_ACTION ITEM_
Look over the entries and say how many lines include the word "NonUniformArcTransform". Only the number, please.

_Items from a dataset_
● ● ● ● ● ● ●

// This Source Code Form is subject to the terms of the Mozilla Public
// License, v. 2.0. If a copy of the MPL was not distributed with this
// file, You can obtain one at https://mozilla.org/MPL/2.0/.

//! Affine transformation of a whole sketch.
//!
//! Points are moved in place. Curves reference points through keys, so lines
//! and arc endpoints follow automatically; arc and circle centers and radii
//! are updated on the curves themselves.

use nalgebra::{Matrix2, Matrix3};

use crate::error::{Error, Result};
use crate::sketch::{Curve, Sketch};

/// Relative tolerance for recognising a similarity (rotation + uniform scale).
const SIMILARITY_EPS: f64 = 1e-9;

/// Uniform scale factor of a 2×2 linear part, `None` for shear or
/// non-uniform scale.
fn similarity_scale(linear: &Matrix2<f64>) -> Option<f64> {
    let c0 = linear.column(0);
    let c1 = linear.column(1);
    let (n0, n1) = (c0.norm(), c1.norm());
    if n0 == 0.0 || n1 == 0.0 {
        return None;
    }
    let scale = n0.max(n1);
    let uniform = (n0 - n1).abs() <= SIMILARITY_EPS * scale;
    let orthogonal = c0.dot(&c1).abs() <= SIMILARITY_EPS * scale * scale;
    (uniform && orthogonal).then_some(n0)
}

impl Sketch {
    /// Applies an affine 2D transform (homogeneous, last row `0 0 1`).
    ///
    /// Each point is transformed exactly once. Mirroring matrices toggle arc
    /// direction and reverse every wire so outer loops keep their winding.
    /// Sketches with arcs or circles (including background regions) only
    /// accept similarity transforms; anything else fails with
    /// [`Error::NonUniformArcTransform`] before the sketch is touched.
    pub fn transform(&mut self, matrix: &Matrix3<f64>) -> Result<()> {
        let linear = matrix.fixed_view::<2, 2>(0, 0).into_owned();
        let det = linear.determinant();
        if det.abs() <= f64::EPSILON {
            return Err(Error::DegenerateGeometry("singular transform".to_string()));
        }
        let flipped = det < 0.0;

        let has_round = self
            .curves
            .values()
            .any(|c| !matches!(c, Curve::Line { .. }))
            || self.background.curves().any(|s| s.center().is_some());
        let scale = match similarity_scale(&linear) {
            Some(s) => s,
            None if has_round => return Err(Error::NonUniformArcTransform),
            None => det.abs().sqrt(),
        };

        for point in self.points.values_mut() {
            let p = matrix.transform_point(&point.to_point());
            point.x = p.x;
            point.y = p.y;
        }

        for curve in self.curves.values_mut() {
            match curve {
                Curve::Line { .. } => {}
                Curve::Arc {
                    center,
                    radius,
                    clockwise,
                    ..
                }
                | Curve::Circle {
                    center,
                    radius,
                    clockwise,
                } => {
                    *center = matrix.transform_point(center);
                    *radius *= scale;
                    *clockwise ^= flipped;
                }
            }
        }

        if flipped {
            for wire in self.wires.values_mut() {
                wire.curves.reverse();
                wire.orientations.reverse();
                for forward in &mut wire.orientations {
                    *forward = !*forward;
                }
            }
        }

        self.background = self.background.transformed(matrix, scale, flipped);

        tracing::debug!(
            points = self.points.len(),
            curves = self.curves.len(),
            scale,
            flipped,
            "Transformed sketch"
        );
        Ok(())
    }
}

● ● ● ● ● ● ●

_SOLVED EXERCISE_
2